Wer die Werke der Autorin schätzt, der wird hier eine Figur wiedererkennen, der Elizabeth Strout zuvor einen eigenen Roman gewidmet hat: Lucy Barton („Die Unmöglichkeit der Liebe“). Sie ist eine der wenigen, die der Provinz entkommen ist. Aus einer bitterarmen Familie stammend, gelang ihr der Aufstieg zur erfolgreichen Schriftstellerin. Heute lebt sie in New York. Nun kehrt sie zu einem Besuch nach Amgash zurück.

Doch die Begegnung mit ihren in der Heimat verbliebenen Geschwistern Pete und Vicky lässt alte Wunden aufbrechen. Kälte und Armut der Kindheit, Gefühle von Ausgrenzung und Neid kommen wieder hoch.

„Jedes Mal, wenn ich dich im Internet sehe, jedes Mal, wenn ich dich sehe, tust du so lieb und nett, und es kotzt mich an“, schnauzt die dicke Vicky die erfolgreiche Schwester an. Deren Besuch endet mit einer Panikattacke. Nicht immer hat die Konfrontation mit der Vergangenheit so gravierende Folgen, doch die Gespenster von damals kann niemand so ganz abschütteln.

Charley Macauley ist ein Vietnamveteran, der seine Traumata in einer Affäre mit einer Prostituierten zu vergessen sucht. Als er der Geliebten spontan eine hohe Summe Geld schenkt, reicht seine Frau die Scheidung ein. Zwei Frauen aus der Kleinstadt brachen einst aus ihren Ehen aus, den Ruch des Skandals wurden sie nie mehr los. Kathie Nicely verließ nach einer stürmischen Affäre von einem Tag auf den anderen ihre Familie und lebte von da an in einem kleinen Haus, ausgestoßen von der Welt. Die Töchter verfolgt seither das „Schreckbild der einsamen und geächteten Frau, die ihre Mutter war“.

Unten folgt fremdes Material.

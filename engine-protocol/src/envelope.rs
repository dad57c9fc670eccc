//! Message envelopes and addressing.

use chrono::{DateTime, Utc};
use serde::de::DeserializeOwned;
use serde::{Deserialize, Serialize};
use uuid::Uuid;

use crate::error::ProtocolError;
use crate::messages::{EngineRequest, EngineResponse};

/// Where a message is delivered.
#[derive(Debug, Clone, Copy, PartialEq, Eq, Hash, Serialize, Deserialize)]
#[serde(rename_all = "snake_case")]
pub enum Target {
    /// The isolated compute context hosting the engine.
    Offscreen,
    /// A script injected into a page.
    ContentScript,
    /// Long-lived background logic.
    Background,
}

/// Correlation id shared by a request and its reply.
#[derive(Debug, Clone, Copy, PartialEq, Eq, Hash, PartialOrd, Ord, Serialize, Deserialize)]
#[serde(transparent)]
pub struct RequestId(Uuid);

impl RequestId {
    /// Generate a fresh, time-ordered id.
    pub fn new() -> Self {
        Self(Uuid::now_v7())
    }
}

impl Default for RequestId {
    fn default() -> Self {
        Self::new()
    }
}

impl std::fmt::Display for RequestId {
    fn fmt(&self, f: &mut std::fmt::Formatter<'_>) -> std::fmt::Result {
        std::fmt::Display::fmt(&self.0, f)
    }
}

/// Unit of exchange over the transport.
#[derive(Debug, Clone, PartialEq, Serialize, Deserialize)]
pub struct Envelope<T> {
    /// Correlation id.
    pub id: RequestId,

    /// Sender.
    pub source: Target,

    /// Recipient.
    pub target: Target,

    /// When the message was created.
    pub sent_at: DateTime<Utc>,

    /// Operation-specific payload.
    pub body: T,
}

/// A request on its way into the compute context.
pub type RequestEnvelope = Envelope<EngineRequest>;

/// A reply on its way back to the router.
pub type ResponseEnvelope = Envelope<EngineResponse>;

impl<T> Envelope<T> {
    /// Wrap `body` in a new envelope with a fresh id.
    pub fn new(source: Target, target: Target, body: T) -> Self {
        Self {
            id: RequestId::new(),
            source,
            target,
            sent_at: Utc::now(),
            body,
        }
    }

    /// Build the reply to this envelope: same id, addresses swapped.
    pub fn reply<U>(&self, body: U) -> Envelope<U> {
        Envelope {
            id: self.id,
            source: self.target,
            target: self.source,
            sent_at: Utc::now(),
            body,
        }
    }
}

impl<T: Serialize> Envelope<T> {
    /// Encode as JSON for transports that carry text.
    pub fn to_json(&self) -> Result<String, ProtocolError> {
        Ok(serde_json::to_string(self)?)
    }
}

impl<T: DeserializeOwned> Envelope<T> {
    /// Decode from JSON.
    pub fn from_json(json: &str) -> Result<Self, ProtocolError> {
        Ok(serde_json::from_str(json)?)
    }
}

Mary Mumford wiederum rächt sich für die fortgesetzte Untreue ihres Ehemannes, indem sie ihn im fortgeschrittenen Alter für einen deutlich jüngeren Mann verlässt. Nun lebt sie mit diesem glücklich in Italien. Beim Besuch ihrer Tochter Angelina allerdings kommen auf beiden Seiten sehr widersprüchliche Gefühle und Verletzungen hoch.

Und dann gibt es da noch das dunkle Geheimnis eines Familienvaters, der sein Leben lang seine Homosexualität zu verbergen sucht. Erst seine Altersdemenz lässt Raum für die Wahrheit.

Eine gewisse Düsternis kann man diesem Roman nicht absprechen. Aber es sind da auch immer wieder die kleinen zarten Szenen, die die Autorin so wunderbar lakonisch umsetzt. So die aufkeimende Liebesgeschichte zwischen Charlie und Patty, die keiner Worte bedarf: „Nachdem etliche Augenblicke verstrichen waren, richtete Charlie erneut den Blick auf sie. Er öffnet den Mund, wie um etwas zu sagen, schüttelte aber dann den Kopf und machte den Mund wieder zu. Patty hatte das Gefühl – ohne dass sie es in Worte hätte fassen können – zu wissen, was er sagen wollte. Sie berührte kurz seinen Arm. Da saßen sie in der Sonne.“ Alles ist möglich, auch die Hoffnung auf ein besseres Leben.